今回話題を再燃させたのは、みまもりGPSの利用規約や問い合わせフォームに載っている一文でした。

このポストは投稿から半日ほどで89件のいいね、29件のリポストを集めています。
「生理的に嫌です」という率直な感想に、共感の声が連なる形で広がりました。
子供の安全を守るための端末が、逆に「個人情報を中国製アプリに預ける」不安の対象になってしまっている構図です。
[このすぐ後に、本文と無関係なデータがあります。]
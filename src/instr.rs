//! Instruction record and textual parser
//!
//! Converts a single assembly-source line into a structured
//! [`Instr`]. The record's typed fields double as the
//! canonical argument vector: each handler in the execution engine
//! reads exactly the fields its category defines, in the order the
//! category's operand list names them.

use crate::opcodes::{Category, Mnemonic};
use crate::registers;
use thiserror::Error;

#[derive(Debug, Clone, Copy, PartialEq, Eq)]
pub struct Instr {
    pub mnemonic: Mnemonic,
    pub rs: Option<u8>,
    pub rt: Option<u8>,
    pub rd: Option<u8>,
    pub shamt: Option<u8>,
    /// 16-bit raw bit pattern; signedness is imposed at the use site.
    pub imm: Option<u16>,
    /// 26-bit raw bit pattern.
    pub target: Option<u32>,
}

impl Instr {
    fn empty(mnemonic: Mnemonic) -> Self {
        Instr {
            mnemonic,
            rs: None,
            rt: None,
            rd: None,
            shamt: None,
            imm: None,
            target: None,
        }
    }

    pub fn c0(mnemonic: Mnemonic) -> Self {
        Self::empty(mnemonic)
    }

    pub fn c1(mnemonic: Mnemonic, rd: u8, rs: u8, rt: u8) -> Self {
        Instr {
            rd: Some(rd),
            rs: Some(rs),
            rt: Some(rt),
            ..Self::empty(mnemonic)
        }
    }

    pub fn c2(mnemonic: Mnemonic, rd: u8, rt: u8, rs: u8) -> Self {
        Instr {
            rd: Some(rd),
            rt: Some(rt),
            rs: Some(rs),
            ..Self::empty(mnemonic)
        }
    }

    pub fn c3(mnemonic: Mnemonic, rd: u8, rt: u8, shamt: u8) -> Self {
        Instr {
            rd: Some(rd),
            rt: Some(rt),
            shamt: Some(shamt),
            ..Self::empty(mnemonic)
        }
    }

    pub fn c4(mnemonic: Mnemonic, rt: u8, rs: u8, imm: u16) -> Self {
        Instr {
            rt: Some(rt),
            rs: Some(rs),
            imm: Some(imm),
            ..Self::empty(mnemonic)
        }
    }

    /// Same field shape as `c4`; kept as a distinct constructor because
    /// the syntax (`rt, offset(rs)`) differs.
    pub fn c5(mnemonic: Mnemonic, rt: u8, rs: u8, offset: u16) -> Self {
        Self::c4(mnemonic, rt, rs, offset)
    }

    pub fn c6(mnemonic: Mnemonic, rs: u8) -> Self {
        Instr {
            rs: Some(rs),
            ..Self::empty(mnemonic)
        }
    }

    pub fn c7(mnemonic: Mnemonic, target: u32) -> Self {
        Instr {
            target: Some(target),
            ..Self::empty(mnemonic)
        }
    }

    pub fn c8(mnemonic: Mnemonic, rs: u8, rt: u8) -> Self {
        Instr {
            rs: Some(rs),
            rt: Some(rt),
            ..Self::empty(mnemonic)
        }
    }

    pub fn c9(mnemonic: Mnemonic, rd: u8) -> Self {
        Instr {
            rd: Some(rd),
            ..Self::empty(mnemonic)
        }
    }

    pub fn c10(mnemonic: Mnemonic, rt: u8, imm: u16) -> Self {
        Instr {
            rt: Some(rt),
            imm: Some(imm),
            ..Self::empty(mnemonic)
        }
    }

    pub fn c11(mnemonic: Mnemonic, rs: u8, offset: u16) -> Self {
        Instr {
            rs: Some(rs),
            imm: Some(offset),
            ..Self::empty(mnemonic)
        }
    }

    pub fn c12(mnemonic: Mnemonic, rs: u8, rt: u8, offset: u16) -> Self {
        Instr {
            rs: Some(rs),
            rt: Some(rt),
            imm: Some(offset),
            ..Self::empty(mnemonic)
        }
    }
}

impl std::fmt::Display for Instr {
    fn fmt(&self, f: &mut std::fmt::Formatter) -> std::fmt::Result {
        let op = self.mnemonic.name();
        let r = |i: u8| format!("${}", registers::name_of(i));
        match self.mnemonic.category() {
            Category::C0 => write!(f, "{op}"),
            Category::C1 => write!(
                f,
                "{op} {}, {}, {}",
                r(self.rd.unwrap()),
                r(self.rs.unwrap()),
                r(self.rt.unwrap())
            ),
            Category::C2 => write!(
                f,
                "{op} {}, {}, {}",
                r(self.rd.unwrap()),
                r(self.rt.unwrap()),
                r(self.rs.unwrap())
            ),
            Category::C3 => write!(
                f,
                "{op} {}, {}, {}",
                r(self.rd.unwrap()),
                r(self.rt.unwrap()),
                self.shamt.unwrap()
            ),
            Category::C4 => write!(
                f,
                "{op} {}, {}, {}",
                r(self.rt.unwrap()),
                r(self.rs.unwrap()),
                self.imm.unwrap()
            ),
            Category::C5 => write!(
                f,
                "{op} {}, {}({})",
                r(self.rt.unwrap()),
                self.imm.unwrap(),
                r(self.rs.unwrap())
            ),
            Category::C6 => write!(f, "{op} {}", r(self.rs.unwrap())),
            Category::C7 => write!(f, "{op} {}", self.target.unwrap()),
            Category::C8 => write!(f, "{op} {}, {}", r(self.rs.unwrap()), r(self.rt.unwrap())),
            Category::C9 => write!(f, "{op} {}", r(self.rd.unwrap())),
            Category::C10 => write!(f, "{op} {}, {}", r(self.rt.unwrap()), self.imm.unwrap()),
            Category::C11 => write!(f, "{op} {}, {}", r(self.rs.unwrap()), self.imm.unwrap()),
            Category::C12 => write!(
                f,
                "{op} {}, {}, {}",
                r(self.rs.unwrap()),
                r(self.rt.unwrap()),
                self.imm.unwrap()
            ),
        }
    }
}

#[derive(Error, Debug, PartialEq, Eq)]
pub enum ParseError {
    #[error("unknown mnemonic '{0}'")]
    UnknownMnemonic(String),
    #[error("'{mnemonic}' expects {expected} operands, got {got}")]
    WrongArity {
        mnemonic: String,
        expected: usize,
        got: usize,
    },
    #[error("unknown register name '{0}'")]
    UnknownRegister(String),
    #[error("'{0}' is not a valid number")]
    InvalidNumber(String),
}

fn tokenize(line: &str) -> Vec<&str> {
    line.split(|c: char| c == ',' || c == '$' || c == '(' || c == ')' || c.is_whitespace())
        .map(|t| t.trim())
        .filter(|t| !t.is_empty())
        .collect()
}

fn parse_reg(tok: &str) -> Result<u8, ParseError> {
    registers::index_of(tok).ok_or_else(|| ParseError::UnknownRegister(tok.to_string()))
}

fn parse_number(tok: &str) -> Result<i64, ParseError> {
    if let Some(hex) = tok.strip_prefix("0x").or_else(|| tok.strip_prefix("0X")) {
        u64::from_str_radix(hex, 16)
            .map(|v| v as i64)
            .map_err(|_| ParseError::InvalidNumber(tok.to_string()))
    } else {
        tok.parse::<i64>()
            .map_err(|_| ParseError::InvalidNumber(tok.to_string()))
    }
}

fn narrow(value: i64, bits: u32) -> u64 {
    (value as u64) & ((1u64 << bits) - 1)
}

fn parse_imm16(tok: &str) -> Result<u16, ParseError> {
    Ok(narrow(parse_number(tok)?, 16) as u16)
}

fn parse_shamt5(tok: &str) -> Result<u8, ParseError> {
    Ok(narrow(parse_number(tok)?, 5) as u8)
}

fn parse_target26(tok: &str) -> Result<u32, ParseError> {
    Ok(narrow(parse_number(tok)?, 26) as u32)
}

fn check_arity(mnemonic: Mnemonic, operands: &[&str], expected: usize) -> Result<(), ParseError> {
    if operands.len() != expected {
        Err(ParseError::WrongArity {
            mnemonic: mnemonic.name().to_string(),
            expected,
            got: operands.len(),
        })
    } else {
        Ok(())
    }
}

/// Parse one non-empty assembly source line (comments and surrounding
/// whitespace already stripped by the caller) into a structured
/// instruction record.
pub fn parse_line(line: &str) -> Result<Instr, ParseError> {
    let tokens = tokenize(line);
    let (op_tok, operands) = tokens
        .split_first()
        .ok_or_else(|| ParseError::UnknownMnemonic(line.to_string()))?;
    let mnemonic = Mnemonic::from_name(op_tok)
        .ok_or_else(|| ParseError::UnknownMnemonic(op_tok.to_string()))?;

    match mnemonic.category() {
        Category::C0 => {
            check_arity(mnemonic, operands, 0)?;
            Ok(Instr::c0(mnemonic))
        }
        Category::C1 => {
            check_arity(mnemonic, operands, 3)?;
            Ok(Instr::c1(
                mnemonic,
                parse_reg(operands[0])?,
                parse_reg(operands[1])?,
                parse_reg(operands[2])?,
            ))
        }
        Category::C2 => {
            check_arity(mnemonic, operands, 3)?;
            Ok(Instr::c2(
                mnemonic,
                parse_reg(operands[0])?,
                parse_reg(operands[1])?,
                parse_reg(operands[2])?,
            ))
        }
        Category::C3 => {
            check_arity(mnemonic, operands, 3)?;
            Ok(Instr::c3(
                mnemonic,
                parse_reg(operands[0])?,
                parse_reg(operands[1])?,
                parse_shamt5(operands[2])?,
            ))
        }
        Category::C4 => {
            check_arity(mnemonic, operands, 3)?;
            Ok(Instr::c4(
                mnemonic,
                parse_reg(operands[0])?,
                parse_reg(operands[1])?,
                parse_imm16(operands[2])?,
            ))
        }
        Category::C5 => {
            check_arity(mnemonic, operands, 3)?;
            Ok(Instr::c5(
                mnemonic,
                parse_reg(operands[0])?,
                parse_reg(operands[2])?,
                parse_imm16(operands[1])?,
            ))
        }
        Category::C6 => {
            check_arity(mnemonic, operands, 1)?;
            Ok(Instr::c6(mnemonic, parse_reg(operands[0])?))
        }
        Category::C7 => {
            check_arity(mnemonic, operands, 1)?;
            Ok(Instr::c7(mnemonic, parse_target26(operands[0])?))
        }
        Category::C8 => {
            check_arity(mnemonic, operands, 2)?;
            Ok(Instr::c8(
                mnemonic,
                parse_reg(operands[0])?,
                parse_reg(operands[1])?,
            ))
        }
        Category::C9 => {
            check_arity(mnemonic, operands, 1)?;
            Ok(Instr::c9(mnemonic, parse_reg(operands[0])?))
        }
        Category::C10 => {
            check_arity(mnemonic, operands, 2)?;
            Ok(Instr::c10(
                mnemonic,
                parse_reg(operands[0])?,
                parse_imm16(operands[1])?,
            ))
        }
        Category::C11 => {
            check_arity(mnemonic, operands, 2)?;
            Ok(Instr::c11(
                mnemonic,
                parse_reg(operands[0])?,
                parse_imm16(operands[1])?,
            ))
        }
        Category::C12 => {
            check_arity(mnemonic, operands, 3)?;
            Ok(Instr::c12(
                mnemonic,
                parse_reg(operands[0])?,
                parse_reg(operands[1])?,
                parse_imm16(operands[2])?,
            ))
        }
    }
}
Xでの反応を見ていると、多くの投稿が「ZTE」という社名と「提供国:中華人民共和国」という表記の組み合わせに反応しています。
ここで気になるのは、この表記が具体的に何を意味していて、実際にどこまでの情報がやり取りされているのかという点です。

調べて分かったこと

なぜ規約に「提供国:中華人民共和国」と書かれていたのか

みまもりGPSの端末は、ZTE(中興通訊)が製造したものが使われています。
ソフトバンクが2026年5月20日付で公式サイトに掲載した説明によると、「提供国」の項目は端末を製造したZTEコーポレーションの本社所在地を示すものであり、日々の位置情報そのものが中国に送られていることを意味するものではないとされています。
個人情報保護法上、共同で個人データを利用する事業者や提供先の所在国を利用者にあらかじめ示すことが求められており、この表記自体は制度に沿った開示だったということです。
ただし、文言だけを見ると「中国に情報が渡る」と受け取られやすく、それが不安を招いた面は否めません。

ソフトバンクは何をどこまで否定しているのか

X上では「見守ってるのは子供か、それとも日本人の位置情報か」というやや皮肉を込めた投稿も見られました。

これに対しソフトバンクの公式説明は明確です。
位置情報を管理するサーバーは日本国内のデータセンターで厳格に管理・運用しており、利用者の日々の位置情報を、ソフトバンク以外の第三者や中華人民共和国を含む海外の国・地域へ提供・共有することはないと明言しています。
ITmediaなど複数の報道機関もこの声明を伝えており、位置情報そのものの海外提供という核心部分については、ソフトバンク側が一貫して否定を続けている状態です。

5月の騒動から何が変わったのか

一方で、完全に「何も共有していなかった」わけでもありません。
当初の説明では、端末に不具合が起きた際、問い合わせフォーム経由でIMEIやメールアドレスがZTEに共有されるケースがあると案内されていました。
この点についてソフトバンクは2026年6月8日、運用を見直し、問い合わせフォームで取得した端末識別番号を含む顧客情報をZTEジャパンおよびZTEコーポレーションに共有することは今後一切行わないと発表しています。
つまり5月の騒動を受けて、限定的とはいえ実際に運用が変更された経緯があります。
それでもなお「規約の文言自体は変わっていない」「IMEIも位置情報と紐づけられるのでは」といった疑問がXでは残っており、これが今回の再燃につながったと見られます。
個人情報保護委員会による具体的な行政指導などは、現時点で確認できませんでした。

Shiritomo GADGET編集部の考察

見守りGPS端末に限らず、Wi-Fiルーターやスマート家電など、内部のチップセットや製造委託先が海外メーカーというIoT機器は珍しくありません。
設計・製造のグローバル分業自体は業界の常識であり、それだけを理由に危険と断じるのは早計です。
ただ今回の一件は、法律に沿った適正な開示が、かえって不安を増幅させてしまった事例として興味深いところがあります。
「提供国」という定型文言をそのまま載せるのではなく、実際に何が・どんな条件で・どこまで共有されるのかを平易な言葉で補足していれば、炎上の規模は変わっていたかもしれません。
子供の安全に関わる製品ほど、規約の文言設計そのものが購入判断を左右する時代に入っていると感じます。

まとめ

「みまもりGPS」を巡る今回の騒動は、5月に一度公式説明で収束したはずの話題が、規約表記への不信感を背景にXで再燃したというのが実態です。
位置情報の海外提供についてはソフトバンクが一貫して否定しており、IMEI共有の運用も見直し済みとされています。
とはいえ規約の文言そのものは変わっておらず、利用者側の不安が完全に解消されたとは言い切れません。
子供向けの見守り機器を選ぶ際は、サーバーの管理場所や共有先の情報を、メーカーの説明とあわせて自分の目で確認しておくと安心につながりそうです。